Sunday, April 08, 2007

Design of Religion: A Case for Universal Scaling

A lot has been said about evolution by notable scientific minds, right from Darwin to Dawkins, throwing in the odd Gregor Mendel and the odder Khorana. Engineers have exploited this too: the use of genetic algorithms to in optimization problems has gained mainstream acceptance. Even if it has not gained "mainstream acceptance", it is quite a nice tool to obfuscate and obscure paper titles and give them an aura of erudite sophistication. “Fin Heat Transfer Enhancement: The Genetic Algorithm- Aritifical Neural Network Approach”

Evolution is a philosophy which explains why things are they way they are. Of course, it explains why manta rays are shaped they way they are; why elephants are so large and humans are so (allegedly) intelligent. But it also applies to the laptop that I am typing on right now, the car which is giving me such a hard time of late (but that's a different story). It applies to the chair that I am sitting on, the music I am listening to. Everything. And also to the religion that some people, alas, believe in and kill in the name of. Hinduism, Islam, Christianity, Judaism and anything else that I might have left behind.

Let me elaborate on what I mean by the evolution of the chair I am sitting on. The first chairs, in the world were, presumably tree stumps (or something similar) that people sat on. Then, some enterprising guy (or gal) decided that having something portable that could be sat on made a lot of sense. So they probably chopped a block off a tree and sat on it at home. And in time with commerce arose a "breed" of people (if I may use that therm inoffensively) who were adept at fashioning tree stumps into stools that other people could use. And these people used tools, which had, in a similar process evolved to make the task of creating a rudimentary stool easy. Chairs made of banana tree trunks would not have worked at all, while chairs working out of teak stems would have worked very well. So, no chair would be made of banana - and more would be made of teak in the future.

Human selection.

And in a few thousand years - presto - we have leather swivel chairs, plastic molded chairs, fold-able outdoor chairs, massage chairs in the airport, those extremely uncomfortable university chairs .. all made to be as comfortable and durable as they can be made for the price they are sold at. Future innovations on chair design, just like the innovations in the past will continue to be market-determined - evolution will move in a direction dictated by overall profits of the chair manufacturing concern.

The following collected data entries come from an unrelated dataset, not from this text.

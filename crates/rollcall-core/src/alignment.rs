//! Face alignment to the canonical ArcFace crop.
//!
//! Fits a 4-DOF similarity (uniform scale, rotation, translation) from the
//! detected five-point landmarks to the InsightFace reference layout, then
//! resamples the face into a 112×112 grayscale crop.

use image::{GrayImage, Luma};

/// ArcFace reference landmarks for a 112×112 output.
pub const REFERENCE_LANDMARKS: [(f32, f32); 5] = [
    (38.2946, 51.6963),
    (73.5318, 51.5014),
    (56.0252, 71.7366),
    (41.5493, 92.3655),
    (70.7299, 92.2041),
];

pub const ALIGNED_SIZE: u32 = 112;

/// `x' = a·x − b·y + tx`, `y' = b·x + a·y + ty`.
#[derive(Debug, Clone, Copy, PartialEq)]
pub struct Similarity {
    pub a: f32,
    pub b: f32,
    pub tx: f32,
    pub ty: f32,
}

impl Similarity {
    pub const IDENTITY: Similarity = Similarity { a: 1.0, b: 0.0, tx: 0.0, ty: 0.0 };

    /// Closed-form least-squares fit mapping `src` onto `dst`.
    ///
    /// Degenerate input (all source points coincident) yields the identity.
    pub fn fit(src: &[(f32, f32); 5], dst: &[(f32, f32); 5]) -> Self {
        let n = src.len() as f32;
        let mean = |pts: &[(f32, f32); 5]| {
            let (sx, sy) = pts.iter().fold((0.0, 0.0), |(ax, ay), &(x, y)| (ax + x, ay + y));
            (sx / n, sy / n)
        };
        let (smx, smy) = mean(src);
        let (dmx, dmy) = mean(dst);

        let mut norm = 0.0f32;
        let mut dot = 0.0f32;
        let mut cross = 0.0f32;
        for (&(sx, sy), &(dx, dy)) in src.iter().zip(dst.iter()) {
            let (px, py) = (sx - smx, sy - smy);
            let (qx, qy) = (dx - dmx, dy - dmy);
            norm += px * px + py * py;
            dot += px * qx + py * qy;
            cross += px * qy - py * qx;
        }

        if norm < 1e-9 {
            return Self::IDENTITY;
        }

        let a = dot / norm;
        let b = cross / norm;
        Self {
            a,
            b,
            tx: dmx - (a * smx - b * smy),
            ty: dmy - (b * smx + a * smy),
        }
    }

    pub fn apply(&self, (x, y): (f32, f32)) -> (f32, f32) {
        (self.a * x - self.b * y + self.tx, self.b * x + self.a * y + self.ty)
    }

    /// Inverse transform, or `None` when the scale collapsed to zero.
    pub fn inverse(&self) -> Option<Self> {
        let det = self.a * self.a + self.b * self.b;
        if det < 1e-12 {
            return None;
        }
        let ia = self.a / det;
        let ib = -self.b / det;
        let inv = Self { a: ia, b: ib, tx: 0.0, ty: 0.0 };
        let (tx, ty) = inv.apply((self.tx, self.ty));
        Some(Self { tx: -tx, ty: -ty, ..inv })
    }
}

/// Bilinear sample; pixels outside the image read as black.
fn sample(image: &GrayImage, x: f32, y: f32) -> f32 {
    let (w, h) = (image.width() as i64, image.height() as i64);
    let x0 = x.floor() as i64;
    let y0 = y.floor() as i64;
    let fx = x - x0 as f32;
    let fy = y - y0 as f32;

    let px = |xi: i64, yi: i64| -> f32 {
        if xi >= 0 && xi < w && yi >= 0 && yi < h {
            image.get_pixel(xi as u32, yi as u32).0[0] as f32
        } else {
            0.0
        }
    };

    let top = px(x0, y0) * (1.0 - fx) + px(x0 + 1, y0) * fx;
    let bottom = px(x0, y0 + 1) * (1.0 - fx) + px(x0 + 1, y0 + 1) * fx;
    top * (1.0 - fy) + bottom * fy
}

/// Warp `image` into a `size`×`size` crop through `transform` (source → crop).
pub fn warp(image: &GrayImage, transform: &Similarity, size: u32) -> GrayImage {
    let Some(inv) = transform.inverse() else {
        return GrayImage::new(size, size);
    };
    GrayImage::from_fn(size, size, |ox, oy| {
        let (sx, sy) = inv.apply((ox as f32, oy as f32));
        Luma([sample(image, sx, sy).round().clamp(0.0, 255.0) as u8])
    })
}

/// Align a detected face to a canonical 112×112 crop.
pub fn align_face(image: &GrayImage, landmarks: &[(f32, f32); 5]) -> GrayImage {
    let transform = Similarity::fit(landmarks, &REFERENCE_LANDMARKS);
    warp(image, &transform, ALIGNED_SIZE)
}

#[cfg(test)]
mod tests {
    use super::*;

    #[test]
    fn test_fit_identity() {
        let t = Similarity::fit(&REFERENCE_LANDMARKS, &REFERENCE_LANDMARKS);
        assert!((t.a - 1.0).abs() < 1e-4);
        assert!(t.b.abs() < 1e-4);
        assert!(t.tx.abs() < 1e-3 && t.ty.abs() < 1e-3);
    }

    #[test]
    fn test_fit_recovers_half_scale() {
        let src = REFERENCE_LANDMARKS.map(|(x, y)| (x * 2.0 + 10.0, y * 2.0 - 4.0));
        let t = Similarity::fit(&src, &REFERENCE_LANDMARKS);
        assert!((t.a - 0.5).abs() < 1e-3, "a = {}", t.a);
        let (x, y) = t.apply(src[2]);
        assert!((x - REFERENCE_LANDMARKS[2].0).abs() < 1e-2);
        assert!((y - REFERENCE_LANDMARKS[2].1).abs() < 1e-2);
    }

    #[test]
    fn test_inverse_roundtrips_point() {
        let t = Similarity { a: 0.8, b: 0.3, tx: 5.0, ty: -2.0 };
        let inv = t.inverse().unwrap();
        let (x, y) = inv.apply(t.apply((17.0, 42.0)));
        assert!((x - 17.0).abs() < 1e-3 && (y - 42.0).abs() < 1e-3);
    }

    #[test]
    fn test_degenerate_fit_is_identity() {
        let src = [(5.0, 5.0); 5];
        assert_eq!(Similarity::fit(&src, &REFERENCE_LANDMARKS), Similarity::IDENTITY);
    }

    #[test]
    fn test_align_face_output_size() {
        let image = GrayImage::from_pixel(640, 480, Luma([128]));
        let aligned = align_face(&image, &REFERENCE_LANDMARKS);
        assert_eq!(aligned.dimensions(), (ALIGNED_SIZE, ALIGNED_SIZE));
    }

    #[test]
    fn test_bright_patch_lands_on_reference_eye() {
        let mut image = GrayImage::new(200, 200);
        let src: [(f32, f32); 5] = [
            (80.0, 60.0),
            (120.0, 60.0),
            (100.0, 85.0),
            (85.0, 110.0),
            (115.0, 110.0),
        ];
        for dy in 0..5 {
            for dx in 0..5 {
                image.put_pixel(78 + dx, 58 + dy, Luma([255]));
            }
        }

        let aligned = align_face(&image, &src);
        let (rx, ry) = (
            REFERENCE_LANDMARKS[0].0.round() as u32,
            REFERENCE_LANDMARKS[0].1.round() as u32,
        );
        let brightest = (rx - 1..=rx + 1)
            .flat_map(|x| (ry - 1..=ry + 1).map(move |y| (x, y)))
            .map(|(x, y)| aligned.get_pixel(x, y).0[0])
            .max()
            .unwrap_or(0);
        assert!(brightest > 100, "max near reference eye = {brightest}");
    }
}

This brings us to a paradox of sorts.

The chair designers are indeed intelligent. And there have been a large number of intelligent designers working on chairs. This could mean that creationism and evolution can both exist. Or this could also push us into greater irrelevance.

For creationism to be compatible with Human Evolution, one must allow for the possibility of a designer fiddling with the DNA of any living thing and shaping every little variation of weather, every little earthquake, every little green man from mars .. you name it. To do all this, one must envisage a perfect being that does all these things – or an army of less than perfect beings, who design everything in the universe. To them the human being is like a chair. Humans use chairs to sit on. What does this army of omnipotent beings use humans for? Presumably not for sitting on. Maybe we’re just a toy for their children (assuming they do have children). Or maybe we’re reality show (Universal Idol?).

Or maybe, the very concept life is overrated. Maybe in the larger scheme of things, we’re just as significantly insignificant as DNA is to us macroscopically. Maybe we’re all just the DNA for the monsters that we create -viz. Religions, Nations, Sects, Cricket Teams... Maybe the evolution of religion (or Nationalism) is just like the evolution of man; with the DNA strands and RNA strands replaced by men and women – just information carriers. All “intelligent” choices that man makes could be analogous to the randomness and mutation that human evolution survives on.